The cut might not have much of an effect on the financial markets or the interest rates that the U.S. government will pay in the long run. Here’s what you need to know:
Fitch’s move comes just a few weeks after the White House and Congress decided whether or not to raise the limit on how much the government can borrow. At the end of May, the debt limit was raised for two years, and spending was cut by about $1.5 trillion over the next ten years as part of a deal. Janet Yellen, the Secretary of the Treasury, said that the government would stop paying its bills if talks didn’t end by a specific date.
The move really upset the Biden government. Yellen said on Wednesday that Fitch’s flawed rating is based on old data and needs to take into account the changes we’ve seen in a number of areas, including governance, over the past two and a half years.
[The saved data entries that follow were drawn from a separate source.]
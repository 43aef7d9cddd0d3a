// Batch registry - descriptors awaiting execution against the host
//
// A snapshot is an `Arc` around an insertion-ordered map. Mutations clone the
// map, edit the clone, and publish it; holders of an older snapshot keep
// seeing exactly what they were handed. Upserting a key removes the old entry
// and appends the new one, so a replaced descriptor moves to the end.

use std::sync::Arc;

use parking_lot::Mutex;
use tracing::trace;

use super::UnitId;
use crate::hash::KeyMap;

/// Work item stored in a batch entry: run the bound computation against the
/// captured arguments and deliver the result to its unit.
pub trait Task: Send + Sync {
    /// Execute once. Panics from the computation propagate to the caller.
    fn execute(&self);
}

/// One descriptor in a [`Batch`].
#[derive(Clone)]
pub struct BatchEntry {
    key: Arc<str>,
    unit: UnitId,
    task: Arc<dyn Task>,
}

impl BatchEntry {
    pub(crate) fn new(key: Arc<str>, unit: UnitId, task: Arc<dyn Task>) -> Self {
        Self { key, unit, task }
    }

    /// Registration key of the owning unit.
    pub fn key(&self) -> &str {
        &self.key
    }

    /// Id of the owning unit.
    pub fn unit(&self) -> UnitId {
        self.unit
    }

    /// Run the computation and hand its result to the unit.
    pub fn execute(&self) {
        self.task.execute();
    }
}

impl std::fmt::Debug for BatchEntry {
    fn fmt(&self, f: &mut std::fmt::Formatter<'_>) -> std::fmt::Result {
        f.debug_struct("BatchEntry")
            .field("key", &self.key)
            .field("unit", &self.unit)
            .finish_non_exhaustive()
    }
}

/// Immutable snapshot of the registry, handed to [`Host::run_batch`](crate::Host::run_batch).
///
/// Cloning is an `Arc` bump.
#[derive(Clone, Default)]
pub struct Batch {
    entries: Arc<KeyMap<Arc<str>, BatchEntry>>,
}

impl Batch {
    /// Number of descriptors in this snapshot.
    pub fn len(&self) -> usize {
        self.entries.len()
    }

    /// Whether this snapshot has no descriptors.
    pub fn is_empty(&self) -> bool {
        self.entries.is_empty()
    }

    /// Descriptors in registration order.
    pub fn iter(&self) -> impl Iterator<Item = &BatchEntry> {
        self.entries.values()
    }

    /// Registration keys in order.
    pub fn keys(&self) -> impl Iterator<Item = &str> {
        self.entries.keys().map(|key| &**key)
    }

    /// Look up the descriptor registered under `key`.
    pub fn get(&self, key: &str) -> Option<&BatchEntry> {
        self.entries.get(key)
    }

    /// Whether a descriptor is registered under `key`.
    pub fn contains_key(&self, key: &str) -> bool {
        self.entries.contains_key(key)
    }

    fn with_entries<F>(&self, edit: F) -> Batch
    where
        F: FnOnce(&mut KeyMap<Arc<str>, BatchEntry>),
    {
        let mut next = (*self.entries).clone();
        edit(&mut next);
        Batch {
            entries: Arc::new(next),
        }
    }

    fn upsert(&self, entry: BatchEntry) -> Batch {
        self.with_entries(|entries| {
            entries.shift_remove(&*entry.key);
            entries.insert(entry.key.clone(), entry);
        })
    }

    /// `None` when `key` is absent or held by a different unit.
    fn remove_owned(&self, key: &str, unit: UnitId) -> Option<Batch> {
        let owned = self.get(key).is_some_and(|entry| entry.unit == unit);
        owned.then(|| {
            self.with_entries(|entries| {
                entries.shift_remove(key);
            })
        })
    }
}

impl std::fmt::Debug for Batch {
    fn fmt(&self, f: &mut std::fmt::Formatter<'_>) -> std::fmt::Result {
        f.debug_list().entries(self.keys()).finish()
    }
}

/// A registry edit. Every variant publishes a fresh snapshot.
pub enum Mutation {
    /// Replace-or-insert the descriptor for `entry.key()`.
    Upsert(BatchEntry),
    /// Drop the descriptor registered under `key` if `unit` still owns it.
    Remove {
        /// Registration key.
        key: Arc<str>,
        /// Unit the descriptor must belong to.
        unit: UnitId,
    },
}

/// Holder of the current snapshot.
#[derive(Default)]
pub struct Registry {
    current: Mutex<Batch>,
}

impl Registry {
    /// Current snapshot.
    pub fn snapshot(&self) -> Batch {
        self.current.lock().clone()
    }

    /// Apply a mutation and return the snapshot it produced.
    ///
    /// The replaced snapshot is dropped after the lock is released: it may
    /// own the last handle to a unit whose `Drop` comes back here.
    pub fn apply(&self, mutation: Mutation) -> Batch {
        let mut current = self.current.lock();
        let next = match mutation {
            Mutation::Upsert(entry) => {
                trace!(key = entry.key(), "registry upsert");
                current.upsert(entry)
            }
            Mutation::Remove { key, unit } => match current.remove_owned(&key, unit) {
                Some(next) => {
                    trace!(key = &*key, "registry remove");
                    next
                }
                None => {
                    trace!(key = &*key, "registry remove skipped, key not owned");
                    cov_mark::hit!(remove_skipped_not_owned);
                    return current.clone();
                }
            },
        };
        let previous = std::mem::replace(&mut *current, next.clone());
        drop(current);
        drop(previous);
        next
    }

    /// Remove `key` only if it still belongs to `unit`, without scheduling a
    /// pass. Returns whether anything was removed.
    pub fn discard(&self, key: &str, unit: UnitId) -> bool {
        let mut current = self.current.lock();
        let Some(next) = current.remove_owned(key, unit) else {
            return false;
        };
        trace!(key, "registry discard");
        let previous = std::mem::replace(&mut *current, next);
        drop(current);
        drop(previous);
        true
    }
}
“Despite the deadlock, both parties have worked together to pass a bill to solve the debt limit problem,” said Yellen.
But Douglas Holtz-Eakin, president of the American Action Forum and former head of the Congressional Budget Office, said that Fitch made the right decision because Washington isn’t doing much to fix the government’s long-term budget shortfall.
“This is about a fundamental mismatch between the growth of our spending and our ability to bring in money over the long term,” he said.
In 2011, after another standoff over the borrowing limit, Standard & Poor’s took away the U.S. debt’s coveted triple-A grade.
Fitch said that the size of the U.S. economy, compared to the size of the government’s debt, will go up from almost 113% this year to more than 118% in 2025. This is more than 1.5 times higher than what countries with triple-A or even double-A grades usually do.